In the decree signed on Friday, Saied said he would only allow three of the existing nine members of the electoral commission to stay on, while he will appoint a new seven-member panel with three judges and an information technology specialist.

The judges, according to new decree, would be selected by the supreme judicial council, a body Saied unilaterally replaced earlier in the year, naming himself as the head of the commission in a move which was seen at the time as undermining the independence of the judiciary.

Head of the Tunisian electoral commission, Nabil Baffoun, while reacting to Saied’s decree, said it was a blow to the democratic gains of the country’s 2011 revolution and meant the body was no longer independent.

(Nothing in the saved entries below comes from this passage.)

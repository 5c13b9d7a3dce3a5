//! Changes made to the provisioned host itself, before and after a build.

use std::io;
use std::path::{Path, PathBuf};
use std::process::Command;

use tracing::{debug, info};

use crate::context::BuildContext;
use crate::error::BuildError;
use crate::orchestrator::PostBuild;

/// Name of this host as the kernel knows it.
pub fn hostname() -> io::Result<String> {
    let name = std::fs::read_to_string("/proc/sys/kernel/hostname")?;
    Ok(name.trim().to_string())
}

/// Make the systemd journal survive the reboot that ends a build, so the
/// outcome can still be read afterwards.
pub fn persist_journal(path: &Path) -> io::Result<()> {
    let original = std::fs::read_to_string(path)?;
    let rewritten = persist_journal_config(&original);
    if rewritten != original {
        std::fs::write(path, rewritten)?;
        info!("Enabled persistent journal in {}", path.display());
    }
    Ok(())
}

fn persist_journal_config(conf: &str) -> String {
    let mut out: Vec<&str> = conf
        .lines()
        .map(|line| {
            let trimmed = line.trim_start();
            if trimmed.starts_with("#Storage=") {
                "Storage=persistent"
            } else if trimmed.starts_with("#SystemMaxUse=") {
                "SystemMaxUse=500M"
            } else {
                line
            }
        })
        .collect();
    if conf.ends_with('\n') {
        out.push("");
    }
    out.join("\n")
}

/// Runs external commands. Split out so cleanup can be tested without root.
pub trait CommandRunner: Send + Sync {
    fn run(&self, program: &str, args: &[&str]) -> io::Result<()>;
}

pub struct SystemRunner;

impl CommandRunner for SystemRunner {
    fn run(&self, program: &str, args: &[&str]) -> io::Result<()> {
        debug!("running {program} {}", args.join(" "));
        let output = Command::new(program).args(args).output()?;
        if output.status.success() {
            return Ok(());
        }
        Err(io::Error::other(format!(
            "{program} {} exited with {}: {}",
            args.join(" "),
            output.status,
            String::from_utf8_lossy(&output.stderr).trim()
        )))
    }
}

/// Removes every trace of the client once both jobs have succeeded.
pub struct HostCleanup<R> {
    credentials_path: PathBuf,
    units_dir: PathBuf,
    runner: R,
}

impl<R: CommandRunner> HostCleanup<R> {
    pub fn new(credentials_path: PathBuf, units_dir: PathBuf, runner: R) -> Self {
        Self {
            credentials_path,
            units_dir,
            runner,
        }
    }

    // First `awxclient*` entry by name.
    fn enabled_unit(&self) -> Result<PathBuf, BuildError> {
        let entries = std::fs::read_dir(&self.units_dir).map_err(|e| {
            BuildError::cleanup(format!("listing {}: {e}", self.units_dir.display()))
        })?;
        let mut units: Vec<PathBuf> = entries
            .filter_map(Result::ok)
            .filter(|e| e.file_name().to_string_lossy().starts_with("awxclient"))
            .map(|e| e.path())
            .collect();
        units.sort();
        units
            .into_iter()
            .next()
            .ok_or_else(|| BuildError::cleanup("can't find the awxclient systemd unit"))
    }

    fn run(&self, program: &str, args: &[&str]) -> Result<(), BuildError> {
        self.runner
            .run(program, args)
            .map_err(|e| BuildError::cleanup(e.to_string()))
    }
}

impl<R: CommandRunner> PostBuild for HostCleanup<R> {
    fn clean_up(&self, ctx: &BuildContext) -> Result<(), BuildError> {
        info!("Cleaning up...");

        match std::fs::remove_file(&self.credentials_path) {
            Ok(()) => debug!("removed {}", self.credentials_path.display()),
            Err(e) if e.kind() == io::ErrorKind::NotFound => {}
            Err(e) => {
                return Err(BuildError::cleanup(format!(
                    "removing {}: {e}",
                    self.credentials_path.display()
                )));
            }
        }

        // Otherwise the unit would launch the jobs again after the reboot.
        let unit = self.enabled_unit()?;
        self.run("systemctl", &["disable", &unit.to_string_lossy()])?;
        self.run("/usr/bin/yum", &["-y", "remove", "awxclient"])?;

        if ctx.reboot {
            info!("Build completed successfully. Rebooting in 60 seconds.");
            self.run("shutdown", &["-r", "+1"])?;
        } else {
            info!("Build completed successfully. Please manually reboot.");
        }
        Ok(())
    }
}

“It has become the president’s commission,” Baffoun said.

Also criticising the decree, Tunisia’s biggest political party, the Ennahda which has opposed Saied’s moves since last summer, said future elections will lose credibility.

“Any elections will lose all credibility with a body appointed by the president,” said Ennahda leader Rached Ghannouchi, speaker of the parliament said.

The Tunisian leader had already dismissed the parliament and taken control of the judiciary after assuming executive authority last summer. He had also said he could rule by decree in moves his opponents denounced as a coup.

The president, who says his actions were both legal and needed to save Tunisia from political crisis, is rewriting the democratic constitution introduced after the 2011 revolution and says he will put it to a referendum in July.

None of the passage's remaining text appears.